Ulster's Stuart McCloskey is so lucky to have avoided red card, blasts frustrated rival Mulvihill
Ulster 16 Cardiff 12
After watching Ulster's 16-12 win over Cardiff Blues on Saturday afternoon, the mood of the two head coaches could hardly have been in starker contrast.
It had not been a game that ever really came to life - Cardiff winning the try count two to one but Ulster winning the game despite at one stage going more than 40 minutes without troubling the scoreboard - but there was plenty of fight in Cardiff's John Mulvihill's post-match address, the Australian railing against the standard of PRO14 officiating.
The Australian - in his first year in the Welsh capital after succeeding Danny Wilson - took exception to three separate incidents in the second half of the home side's victory.
Two focused on Stuart McCloskey, the Ulster centre who was back in the side after representing Ireland against the USA a week prior and set up Ulster's only score of the contest in the first half.
It was his involvements after the turn, though, that angered Mulvihill.
A spate of what was described as "handbags" by Ulster's Sean Reidy broke out in the 50th minute of the game with McCloskey and Cardiff's scrum-half Lloyd Williams at the centre. McCloskey dipped his head but certainly didn't appear to make any contact or indeed even attempt to do so. Mulvihill, though, believed it should have been the end of McCloskey's afternoon.
South African referee Stuart Berry took no action, however, and Mulvihill's mood was not helped when the same player seemed to impede a Cardiff player in the moments after Eric O'Sullivan made a try-saving tackle. The referee adjudged it had been a knock-on by the attacking side, rendering subsequent events, and McCloskey's tug of a blue jersey, moot.
To complete the trilogy, Cardiff believed a late turnover by Rory Best underneath the Ulster posts should have been negated by the presence of Nick Timoney lying in the ruck.
"The way the game was officiated towards the end wasn't right," blasted Mulvihill. "If you've got a TMO and a referee and two officials then surely some of those breakdown decisions have to be better. Clearly towards the end of the game we clawed our way back into it - they're a good team, Ulster, that's why we were behind at the end - but we clawed our way back into it.
"Under the goalposts at the end there, three players off their feet, one in particular off his feet, hands not even on the ball, his hands were at the back of the ruck but the referee called holding on. (The ref) was in the wrong position, he didn't see it, he didn't even go to the TMO.
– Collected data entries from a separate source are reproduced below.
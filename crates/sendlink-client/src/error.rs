//! Session error types.

use sendlink_crypto::CryptoError;
use thiserror::Error;

use crate::SessionState;

/// Errors returned by [`crate::Session::handle`].
///
/// Network and decryption failures are not errors at this level: they become
/// state transitions or notifications. What remains is misuse of the state
/// machine and a link whose key cannot be decoded.
#[derive(Error, Debug, Clone, PartialEq, Eq)]
pub enum SessionError {
    /// Operation is not valid in the current state
    #[error("invalid state transition: cannot {operation} from {state:?}")]
    InvalidState {
        /// State when the operation was attempted
        state: SessionState,
        /// Operation that was attempted
        operation: &'static str,
    },

    /// Link key fragment could not be decoded
    #[error("malformed key: {0}")]
    MalformedKey(CryptoError),

    /// Password verifier derivation failed
    #[error("password derivation failed: {0}")]
    Derivation(CryptoError),
}

impl SessionError {
    /// Returns true if the session cannot recover from this error.
    ///
    /// A malformed key leaves the session in `Error`; a fresh session is
    /// needed. Invalid transitions leave the state untouched.
    pub fn is_fatal(&self) -> bool {
        match self {
            Self::MalformedKey(_) | Self::Derivation(_) => true,
            Self::InvalidState { .. } => false,
        }
    }
}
"You've got decisions where we get a yellow card for someone cleaning someone out - it wasn't a shoulder charge, it was a clean-out and he wrapped his arms -but their 12 was allowed to come into that little push and shove, grab our nine and initiate with his head into our nine, which is a headbutt and a red card. So instead of having a red card there, we get yellow carded.
"When Tomos Williams makes the break, the ball is knocked out of his hands, Jason Harries goes for the ball and he's tackled by McCloskey five metres from the try line without the ball. No penalty try, no TMO, scrum.
"So clearly we weren't happy with how the game was officiated and I'm starting to get to a stage where I'm sick of it. The first three games I've spoken to the referees' boss (Greg Garner), he has told me on email and on my phone that if the game was officiated properly we would have won (our) first three games. Now, there are big stakes in rugby, people lose their jobs and players lose their roles, so it has to be better than it was."
Mulvihill's gripes provided more talking points than the match itself which Ulster won thanks to a Kieran Treadwell try and 11 points from John Cooney's boot.
Early on Ulster suffered many of the same problems they had in the loss to Scarlets eight days prior, primarily a failure to spend any time acquainting themselves with the ball.
Cardiff's linespeed was seeing the hosts buried behind the gainline when they carried and whatever they tried they could put no width on the ball.
Adjustments were made at the half, while replacements Johnny McPhillips, Best, Jacob Stockdale and Ian Nagle all made a marked difference off the bench. It didn't lead to any further tries but, not for the first time this season, Cooney's boot did all that was needed.
On a weekend when the teams directly above and below them both lost, it was a more than satisfactory outcome for Dan McFarland.
"We all talk about the process but we love sport because we love wins," he said. "We were disappointed with our performance last week in certain aspects and we wanted to come home and win at home."